Mr SALMON (Laanecoorie) - I deeply regret that there should be any special pleading in this Chamber on behalf of any decision which has been arrived at elsewhere. I fear that ere long some honorable members who have indulged in that pleading will find it necessary to adopt quite a different attitude in order to preserve the privileges of this House. Personally I never cast a vote in my life which gave me more satisfaction than that which I recorded last evening, even though, according to a certain newspaper, I was associated with men who are classed as "mere nonentities." But I would point out that the writer of that article has been a consistent supporter of the rights of the Legislative Council of Victoria for many years, and that his journal will 'always be found supporting the views of any Upper House as against those ' of the popular Chamber. I cannot understand the attitude which is adopted by some honorable members of endeavouring to place every restriction on personal explanation, or on any attempt to avert an injury which it is supposed will accrue from the action of those interested on the other? side. I regret that the honorable member for Coolgardie has found it necessary to specially plead for further consideration^ being shown, for what he calls the expressed desires of another place.

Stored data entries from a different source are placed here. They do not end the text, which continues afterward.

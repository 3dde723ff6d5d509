use async_trait::async_trait;
use reqwest::Client;
use reqwest::multipart::{Form, Part};
use serde::Deserialize;

use seekho_core::model::{ImageAttachment, can_submit};

use crate::config::ApiConfig;
use crate::error::RelayError;

/// Reply from the tutor service.
#[derive(Debug, Clone, PartialEq, Eq)]
pub struct TutorReply {
    pub text: String,
}

/// Relays a user question (text and/or image) to the remote tutor.
///
/// One request per call, no retry. The relay does not serialize concurrent
/// calls; the view keeps at most one request in flight.
#[async_trait]
pub trait TutorClient: Send + Sync {
    /// Submit a question with an optional image attachment.
    ///
    /// # Errors
    ///
    /// Returns `RelayError::EmptyPrompt` when both question and image are
    /// empty (no request is issued), or `RelayError` on network/HTTP failure.
    async fn ask(
        &self,
        question: &str,
        image: Option<&ImageAttachment>,
    ) -> Result<TutorReply, RelayError>;
}

/// `TutorClient` backed by the HTTP tutor service.
#[derive(Clone)]
pub struct HttpTutorClient {
    client: Client,
    config: ApiConfig,
}

impl HttpTutorClient {
    #[must_use]
    pub fn new(config: ApiConfig) -> Self {
        Self {
            client: Client::new(),
            config,
        }
    }
}

#[async_trait]
impl TutorClient for HttpTutorClient {
    async fn ask(
        &self,
        question: &str,
        image: Option<&ImageAttachment>,
    ) -> Result<TutorReply, RelayError> {
        // The view enforces this guard too; rejecting here keeps the
        // no-network-call property even for future callers.
        if !can_submit(question, image) {
            return Err(RelayError::EmptyPrompt);
        }

        let mut form = Form::new().text("question", question.to_owned());
        if let Some(image) = image {
            let part = Part::bytes(image.bytes.clone())
                .file_name(image.file_name.clone())
                .mime_str(&image.mime_type)?;
            form = form.part("image", part);
        }

        let url = format!("{}/tutor", self.config.base());
        let response = self.client.post(url).multipart(form).send().await?;

        if !response.status().is_success() {
            return Err(RelayError::HttpStatus(response.status()));
        }

        let body: TutorResponseBody = response.json().await?;
        let text = body.response.trim().to_owned();
        if text.is_empty() {
            return Err(RelayError::EmptyReply);
        }

        Ok(TutorReply { text })
    }
}

#[derive(Debug, Deserialize)]
struct TutorResponseBody {
    response: String,
}
use std::fmt;
use std::sync::Arc;

use dioxus::LaunchBuilder;
use dioxus::desktop::{Config as DesktopConfig, WindowBuilder};
use seekho_core::Clock;
use seekho_core::model::TrackId;
use services::{
    ApiConfig, AppServices, CurriculumClient, DEFAULT_API_BASE_URL, DEFAULT_TRACK,
    ProgressService, TutorClient,
};
use ui::{App, UiApp, build_app_context};

#[derive(Debug)]
enum ArgsError {
    MissingValue { flag: &'static str },
    UnknownArg(String),
    InvalidDbUrl { raw: String },
}

impl fmt::Display for ArgsError {
    fn fmt(&self, f: &mut fmt::Formatter<'_>) -> fmt::Result {
        match self {
            ArgsError::MissingValue { flag } => write!(f, "{flag} requires a value"),
            ArgsError::UnknownArg(arg) => write!(f, "unknown argument: {arg}"),
            ArgsError::InvalidDbUrl { raw } => write!(f, "invalid --db value: {raw}"),
        }
    }
}

impl std::error::Error for ArgsError {}

fn require_value(
    args: &mut impl Iterator<Item = String>,
    flag: &'static str,
) -> Result<String, ArgsError> {
    args.next().ok_or(ArgsError::MissingValue { flag })
}

/// Blank environment values count as unset so defaults still apply.
fn non_empty(value: Option<String>) -> Option<String> {
    value.filter(|v| !v.trim().is_empty())
}

struct DesktopApp {
    services: AppServices,
}

impl UiApp for DesktopApp {
    fn track(&self) -> TrackId {
        self.services.track()
    }

    fn clock(&self) -> Clock {
        Clock::default_clock()
    }

    fn curriculum(&self) -> Arc<dyn CurriculumClient> {
        self.services.curriculum()
    }

    fn tutor(&self) -> Arc<dyn TutorClient> {
        self.services.tutor()
    }

    fn progress(&self) -> Arc<ProgressService> {
        self.services.progress()
    }
}

struct Args {
    db_url: String,
    api_base_url: String,
    track: TrackId,
}

fn print_usage() {
    eprintln!("Usage:");
    eprintln!("  cargo run -p app -- [--db <sqlite_url>] [--api <base_url>] [--track <id>]");
    eprintln!();
    eprintln!("Defaults:");
    eprintln!("  --db sqlite://seekho.sqlite3");
    eprintln!("  --api {DEFAULT_API_BASE_URL}");
    eprintln!("  --track {DEFAULT_TRACK}");
    eprintln!();
    eprintln!("Environment:");
    eprintln!("  SEEKHO_DB_URL, SEEKHO_API_BASE_URL, SEEKHO_TRACK");
}

impl Args {
    fn parse(args: &mut impl Iterator<Item = String>) -> Result<Self, ArgsError> {
        let mut db_url = non_empty(std::env::var("SEEKHO_DB_URL").ok())
            .map_or_else(|| "sqlite://seekho.sqlite3".into(), normalize_sqlite_url);
        let mut api_base_url = non_empty(std::env::var("SEEKHO_API_BASE_URL").ok())
            .unwrap_or_else(|| DEFAULT_API_BASE_URL.into());
        let mut track = non_empty(std::env::var("SEEKHO_TRACK").ok())
            .map_or_else(|| TrackId::new(DEFAULT_TRACK), TrackId::new);

        while let Some(arg) = args.next() {
            match arg.as_str() {
                "--db" => {
                    let value = require_value(args, "--db")?;
                    if value.trim().is_empty() {
                        return Err(ArgsError::InvalidDbUrl { raw: value });
                    }
                    db_url = normalize_sqlite_url(value);
                }
                "--api" => {
                    api_base_url = require_value(args, "--api")?;
                }
                "--track" => {
                    track = TrackId::new(require_value(args, "--track")?);
                }
                "--help" | "-h" => {
                    print_usage();
                    std::process::exit(0);
                }
                _ => return Err(ArgsError::UnknownArg(arg)),
            }
        }

        Ok(Self {
            db_url,
            api_base_url,
            track,
        })
    }
}

fn normalize_sqlite_url(raw: String) -> String {
    if raw == "sqlite::memory:" || raw.starts_with("sqlite://") {
        return raw;
    }

    let trimmed = raw.trim().to_string();
    let path_str = trimmed
        .strip_prefix("sqlite:")
        .unwrap_or(trimmed.as_str())
        .to_string();
    let path = std::path::Path::new(&path_str);
    let absolute = if path.is_absolute() {
        path.to_path_buf()
    } else {
        std::env::current_dir()
            .unwrap_or_else(|_| std::path::PathBuf::from("."))
            .join(path)
    };
    format!("sqlite://{}", absolute.display())
}

fn prepare_sqlite_file(db_url: &str) -> Result<(), Box<dyn std::error::Error>> {
    if db_url == "sqlite::memory:" {
        return Ok(());
    }

    let path = db_url
        .strip_prefix("sqlite://")
        .ok_or_else(|| ArgsError::InvalidDbUrl {
            raw: db_url.to_string(),
        })?;
    let path = path.split('?').next().unwrap_or(path);
    if path.is_empty() {
        return Err(ArgsError::InvalidDbUrl {
            raw: db_url.to_string(),
        }
        .into());
    }

    let path = std::path::Path::new(path);
    if let Some(parent) = path.parent() {
        std::fs::create_dir_all(parent)?;
    }

    if !path.exists() {
        std::fs::OpenOptions::new()
            .create(true)
            .write(true)
            .truncate(false)
            .open(path)?;
    }

    Ok(())
}

async fn run() -> Result<(), Box<dyn std::error::Error>> {
    let mut argv = std::env::args().skip(1);
    let parsed = Args::parse(&mut argv).map_err(|e| {
        eprintln!("{e}");
        print_usage();
        e
    })?;

    let config = ApiConfig::from_parts(&parsed.api_base_url, parsed.track)?;

    // Open + migrate SQLite at startup. Keep this in the binary glue so
    // core/services stay pure.
    prepare_sqlite_file(&parsed.db_url)?;
    let services = AppServices::new_sqlite(&parsed.db_url, config).await?;

    tracing::info!(db = %parsed.db_url, api = %parsed.api_base_url, "starting desktop app");

    let app: Arc<dyn UiApp> = Arc::new(DesktopApp { services });
    let context = build_app_context(&app);

    // On macOS, Dioxus/tao can default to an always-on-top window in some dev
    // setups. Explicitly disable it so the app doesn't behave like a modal.
    let desktop_cfg = DesktopConfig::new().with_window(
        WindowBuilder::new()
            .with_title("Seekho")
            .with_always_on_top(false),
    );

    LaunchBuilder::desktop()
        .with_cfg(desktop_cfg)
        .with_context(context)
        .launch(App);

    Ok(())
}


#[tokio::main]
async fn main() {
    tracing_subscriber::fmt()
        .with_env_filter(
            tracing_subscriber::EnvFilter::try_from_default_env()
                .unwrap_or_else(|_| tracing_subscriber::EnvFilter::new("info")),
        )
        .init();

    if let Err(err) = run().await {
        // At this layer (binary glue), printing once is fine.
        eprintln!("{err}");
        std::process::exit(2);
    }
}
use std::sync::Arc;

use seekho_core::Clock;
use seekho_core::model::TrackId;
use services::{CurriculumClient, ProgressService, TutorClient};

/// What the composition root must supply for the UI to run.
pub trait UiApp: Send + Sync {
    fn track(&self) -> TrackId;
    fn clock(&self) -> Clock;

    fn curriculum(&self) -> Arc<dyn CurriculumClient>;
    fn tutor(&self) -> Arc<dyn TutorClient>;
    fn progress(&self) -> Arc<ProgressService>;
}

#[derive(Clone)]
pub struct AppContext {
    track: TrackId,
    clock: Clock,

    curriculum: Arc<dyn CurriculumClient>,
    tutor: Arc<dyn TutorClient>,
    progress: Arc<ProgressService>,
}

impl AppContext {
    #[must_use]
    pub fn new(app: &Arc<dyn UiApp>) -> Self {
        Self {
            track: app.track(),
            clock: app.clock(),
            curriculum: app.curriculum(),
            tutor: app.tutor(),
            progress: app.progress(),
        }
    }

    #[must_use]
    pub fn track(&self) -> TrackId {
        self.track.clone()
    }

    #[must_use]
    pub fn clock(&self) -> Clock {
        self.clock
    }

    #[must_use]
    pub fn curriculum(&self) -> Arc<dyn CurriculumClient> {
        Arc::clone(&self.curriculum)
    }

    #[must_use]
    pub fn tutor(&self) -> Arc<dyn TutorClient> {
        Arc::clone(&self.tutor)
    }

    #[must_use]
    pub fn progress(&self) -> Arc<ProgressService> {
        Arc::clone(&self.progress)
    }
}

// This context is provided by the application composition root (`crates/app`).

/// Build an `AppContext` from a UI-facing app implementation.
#[must_use]
pub fn build_app_context(app: &Arc<dyn UiApp>) -> AppContext {
    AppContext::new(app)
}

Mr JOSEPH COOK (PARRAMATTA, NEW SOUTH WALES) - The honorable member for Coolgardie is not pleading for another place, but for the miners.


Mr SALMON - The honorable member for Parramatta, apparently, was not listening, or did not appreciate the full force of the remarks of the honorable member for Coolgardie, whose desire apparently is that we should accede to the demand of another place because the division there made it evident that it was the intention of the Senate to insist on their request. We announced by a division that we did not see fit to make an amendment which was suggested by the Senate, and it does not matter whether that resolution was arrived at by a majority of one vote or of twenty votes ; it remains the resolution.of this committee. The Government now propose to vary that resolution, but have given no reasons why such a course should be adopted. If there is to be a reversal of form some reasons ought to be given by those who are responsible for the proposal. The committee are now asked to say that they do not think fit to . adopt the suggestion of another place and fix the duty at 10 per cent., but that we do think fit to modify our previous resolution. Why should the committee be asked to do that, without being afforded a single word of explanation? I feel that the desire is to secure finality ; but have we any guarantee that finality will be secured ? If honorable members had done what I have attempted to do since the vote of last night - that is get some idea of the feeling in another place - they would be somewhat surprised, and would not be so anxious to recede from the position previously taken up. With regard to these items, and this item in particular, honorable members are, in my opinion living in a " fool's paradise." Whether the duty be fixed at 10 per cent., 12£ per cent., or 15 per cent., will not matter so far as the final result is concerned.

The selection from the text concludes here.